Secondly, SDM NoCs are modeled for an increased number of
nodes (32 nodes) and for the above said five topologies. Next, for finding the
best suitable topology for a SDM NoC, an analysis is made to study the
performance and characteristics of the five different topologies. The
parameters considered are as follows: Delay, Logic Utilization, and Buffer
Utilization. The simulation results show that Benes topology has the
minimum delay, Logic Utilization, and Buffer Utilization values when
142
compared to the remaining four topologies. In addition, Benes topology seems
to be more optimized than the remaining topologies when the size of the
network is increased from 16 to 32. Therefore, Benes topology seems to be a
better choice for an increased size of NoCs. But, as mentioned earlier (Section
5.4.3.1), Mesh topology has a simple structure and it eases physical design.

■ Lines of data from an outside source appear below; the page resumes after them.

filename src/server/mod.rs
mod server;

pub use server::*;
use serde::{Deserialize, Serialize};
use std::fmt;

/// Ordered set of scope names. Insertion order is kept, duplicates dropped.
#[derive(Debug, Clone, Default, PartialEq, Eq, Serialize, Deserialize)]
#[serde(into = "String", from = "String")]
pub struct Scopes(Vec<String>);

impl Scopes {
    pub fn new() -> Self {
        Scopes(Vec::new())
    }

    /// Parse a space-delimited scope string.
    pub fn from_string(raw: &str) -> Self {
        raw.split_whitespace().collect()
    }

    pub fn contains(&self, scope: &str) -> bool {
        self.0.iter().any(|s| s == scope)
    }

    pub fn is_subset_of(&self, other: &Scopes) -> bool {
        self.0.iter().all(|s| other.contains(s))
    }

    pub fn is_empty(&self) -> bool {
        self.0.is_empty()
    }

    pub fn len(&self) -> usize {
        self.0.len()
    }

    pub fn iter(&self) -> impl Iterator<Item = &str> {
        self.0.iter().map(String::as_str)
    }
}

impl<S: Into<String>> FromIterator<S> for Scopes {
    fn from_iter<I: IntoIterator<Item = S>>(iter: I) -> Self {
        let mut scopes = Scopes::new();
        for scope in iter {
            let scope = scope.into();
            if !scopes.contains(&scope) {
                scopes.0.push(scope);
            }
        }
        scopes
    }
}

impl fmt::Display for Scopes {
    fn fmt(&self, f: &mut fmt::Formatter<'_>) -> fmt::Result {
        write!(f, "{}", self.0.join(" "))
    }
}

impl From<Scopes> for String {
    fn from(scopes: Scopes) -> Self {
        scopes.to_string()
    }
}

impl From<String> for Scopes {
    fn from(raw: String) -> Self {
        Scopes::from_string(&raw)
    }
}

#[cfg(test)]
mod tests {
    use super::*;

    #[test]
    fn parses_in_order_without_duplicates() {
        let scopes = Scopes::from_string("read  write read\tprofile");
        assert_eq!(scopes.iter().collect::<Vec<_>>(), vec!["read", "write", "profile"]);
        assert_eq!(scopes.to_string(), "read write profile");
    }

    #[test]
    fn blank_string_is_empty() {
        assert!(Scopes::from_string("   ").is_empty());
    }

    #[test]
    fn subset_ignores_order() {
        let granted = Scopes::from_string("read write profile");
        assert!(Scopes::from_string("profile read").is_subset_of(&granted));
        assert!(!Scopes::from_string("read admin").is_subset_of(&granted));
        assert!(Scopes::new().is_subset_of(&granted));
    }
}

Moreover, it is easily scalable. But the main disadvantage is, the area of the
mesh increases very much with the increase in the number of nodes of the
network. Mesh topology seems to be the best topology when the size of the
NoC is very small with a few nodes only.
Thirdly, a dynamically reconfigurable NoC is proposed. Since both
Mesh and Benes topologies has its own advantages, a reconfigurable NoC
which can dynamically configure either as Benes or Mesh topology is
proposed. The dynamic reconfiguration takes place depending upon the
number of source nodes currently making a request to the NoC. Different
types of data like bit stream, audio and image files are applied to the proposed
reconfigurable NoC and its functionality is verified to be correct.